Task prompt
Count lines with "endpoint" below; give only the number.

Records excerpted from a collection
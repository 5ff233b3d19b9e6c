use serde::{Deserialize, Serialize};

use crate::domain::Weights;

pub const STREAM_ROUTE: &str = "/api/stream";
pub const ROLLOUT_ROUTE: &str = "/api/rollout";
pub const STATE_ROUTE: &str = "/api/state";
pub const MESSAGE_ROUTE: &str = "/api/message";
pub const HEALTH_ROUTE: &str = "/healthz";

/// Sent on reconnect with the id of the last progress event received; the
/// stream resumes after that step.
pub const LAST_EVENT_ID_HEADER: &str = "last-event-id";

/// Message text recorded when an operator message arrives without one.
pub const DEFAULT_OPERATOR_MESSAGE: &str = "No message";

#[derive(Debug, Clone, Serialize, Deserialize, PartialEq, Eq)]
pub struct RolloutStarted {
    pub message: String,
    pub mode: String,
}

#[derive(Debug, Clone, Serialize, Deserialize, PartialEq, Eq)]
pub struct RolloutSnapshot {
    pub app: String,
    pub version: String,
    pub use_k8s: bool,
    pub weights: Weights,
}

#[derive(Debug, Clone, Default, Serialize, Deserialize)]
pub struct OperatorMessage {
    #[serde(default, skip_serializing_if = "Option::is_none")]
    pub message: Option<String>,
}

impl OperatorMessage {
    pub fn new(message: impl Into<String>) -> Self {
        Self {
            message: Some(message.into()),
        }
    }

    pub fn text(&self) -> &str {
        self.message.as_deref().unwrap_or(DEFAULT_OPERATOR_MESSAGE)
    }
}

#[derive(Debug, Clone, Serialize, Deserialize, PartialEq, Eq)]
pub struct MessageAck {
    pub status: String,
    pub message: String,
}

impl MessageAck {
    pub fn ok(message: impl Into<String>) -> Self {
        Self {
            status: "ok".to_string(),
            message: message.into(),
        }
    }
}
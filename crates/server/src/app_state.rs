use crate::api::ApiContext;

#[derive(Clone)]
pub(crate) struct AppState {
    pub(crate) api: ApiContext,
}
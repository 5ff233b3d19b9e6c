use anyhow::{anyhow, Context, Result};
use reqwest::{Client, Response};
use serde::de::DeserializeOwned;
use shared::{
    error::{ApiError, ApiException},
    protocol::{
        MessageAck, OperatorMessage, RolloutSnapshot, RolloutStarted, MESSAGE_ROUTE, ROLLOUT_ROUTE,
        STATE_ROUTE, STREAM_ROUTE,
    },
};
use tracing::info;
use url::Url;

pub mod error;
pub mod retry;
pub mod source;
pub mod sse;
pub mod surface;
pub mod viewer;

pub use error::StreamError;
pub use retry::ReconnectPolicy;
pub use source::{
    HttpProgressSource, MissingProgressSource, ProgressSource, ProgressStream, StreamPosition,
};
pub use surface::{MemorySurface, RenderSurface};
pub use viewer::{RolloutViewer, ViewerConfig, ViewerOutcome, ViewerState};

/// HTTP client for the rollout service.
#[derive(Debug, Clone)]
pub struct RolloutClient {
    http: Client,
    base_url: Url,
}

impl RolloutClient {
    pub fn new(server_url: &str) -> Result<Self> {
        let base_url = Url::parse(server_url)
            .with_context(|| format!("invalid server url: {server_url}"))?;
        if !matches!(base_url.scheme(), "http" | "https") {
            return Err(anyhow!("server_url must start with http:// or https://"));
        }
        Ok(Self {
            http: Client::new(),
            base_url,
        })
    }

    pub fn base_url(&self) -> &Url {
        &self.base_url
    }

    fn endpoint(&self, route: &str) -> Result<Url> {
        self.base_url
            .join(route)
            .with_context(|| format!("failed to build url for {route}"))
    }

    /// Source for the fixed progress stream endpoint.
    pub fn progress_source(&self) -> Result<HttpProgressSource> {
        Ok(HttpProgressSource::new(
            self.http.clone(),
            self.endpoint(STREAM_ROUTE)?,
        ))
    }

    pub async fn start_rollout(&self) -> Result<RolloutStarted> {
        let res = self
            .http
            .post(self.endpoint(ROLLOUT_ROUTE)?)
            .send()
            .await
            .context("failed to request rollout start")?;
        let started: RolloutStarted = decode_response(res).await?;
        info!(mode = %started.mode, "rollout start acknowledged");
        Ok(started)
    }

    pub async fn fetch_state(&self) -> Result<RolloutSnapshot> {
        let res = self
            .http
            .get(self.endpoint(STATE_ROUTE)?)
            .send()
            .await
            .context("failed to fetch rollout state")?;
        decode_response(res).await
    }

    pub async fn send_message(&self, text: &str) -> Result<MessageAck> {
        let res = self
            .http
            .post(self.endpoint(MESSAGE_ROUTE)?)
            .json(&OperatorMessage::new(text))
            .send()
            .await
            .context("failed to send operator message")?;
        decode_response(res).await
    }
}

async fn decode_response<T: DeserializeOwned>(res: Response) -> Result<T> {
    let status = res.status();
    if status.is_success() {
        return res
            .json()
            .await
            .with_context(|| format!("invalid response body (status {status})"));
    }

    let body = res.text().await.unwrap_or_default();
    match serde_json::from_str::<ApiError>(&body) {
        Ok(api_error) => Err(anyhow::Error::new(ApiException::from(api_error))
            .context(format!("server rejected request with status {status}"))),
        Err(_) => Err(anyhow!("server returned status {status}: {body}")),
    }
}

#[cfg(test)]
#[path = "tests/lib_tests.rs"]
mod tests;
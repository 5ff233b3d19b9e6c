use serde::{Deserialize, Serialize};
use thiserror::Error;

#[derive(Debug, Clone, Copy, PartialEq, Eq, Serialize, Deserialize)]
#[serde(rename_all = "snake_case")]
pub enum ErrorCode {
    Validation,
    NotFound,
}

#[derive(Debug, Clone, Serialize, Deserialize)]
pub struct ApiError {
    pub code: ErrorCode,
    pub message: String,
}

impl ApiError {
    pub fn new(code: ErrorCode, message: impl Into<String>) -> Self {
        Self {
            code,
            message: message.into(),
        }
    }
}

#[derive(Debug, Error)]
#[error("{code:?}: {message}")]
pub struct ApiException {
    pub code: ErrorCode,
    pub message: String,
}

impl From<ApiError> for ApiException {
    fn from(value: ApiError) -> Self {
        Self {
            code: value.code,
            message: value.message,
        }
    }
}
use serde::{Deserialize, Serialize};
use thiserror::Error;

/// Step value that marks a finished rollout.
pub const COMPLETE_STEP: u32 = 100;

#[derive(Debug, Clone, Copy, PartialEq, Eq, Serialize, Deserialize)]
pub struct Weights {
    pub stable: u32,
    pub canary: u32,
}

impl Weights {
    /// Split before any traffic has moved to the canary.
    pub const fn initial() -> Self {
        Self {
            stable: 100,
            canary: 0,
        }
    }

    /// Split published by the simulator at `step`; steps above 100 saturate.
    pub fn for_step(step: u32) -> Self {
        let canary = step.min(COMPLETE_STEP);
        Self {
            stable: COMPLETE_STEP - canary,
            canary,
        }
    }

    pub fn is_balanced(&self) -> bool {
        self.stable.checked_add(self.canary) == Some(COMPLETE_STEP)
    }

    pub fn label(&self) -> String {
        format!("Stable: {}% | Canary: {}%", self.stable, self.canary)
    }
}

impl Default for Weights {
    fn default() -> Self {
        Self::initial()
    }
}

#[derive(Debug, Clone, Copy, PartialEq, Eq, Serialize, Deserialize)]
pub struct ProgressEvent {
    pub step: u32,
    pub weights: Weights,
}

#[derive(Debug, Error)]
pub enum DecodeError {
    #[error("malformed progress payload: {0}")]
    Malformed(#[from] serde_json::Error),
    #[error("progress step {step} is outside 0..=100")]
    StepOutOfRange { step: u32 },
}

impl ProgressEvent {
    pub fn new(step: u32, weights: Weights) -> Self {
        Self { step, weights }
    }

    /// Decodes one stream message payload.
    pub fn from_json(data: &str) -> Result<Self, DecodeError> {
        let event: ProgressEvent = serde_json::from_str(data)?;
        if event.step > COMPLETE_STEP {
            return Err(DecodeError::StepOutOfRange { step: event.step });
        }
        Ok(event)
    }

    pub fn is_complete(&self) -> bool {
        self.step == COMPLETE_STEP
    }
}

Response area
6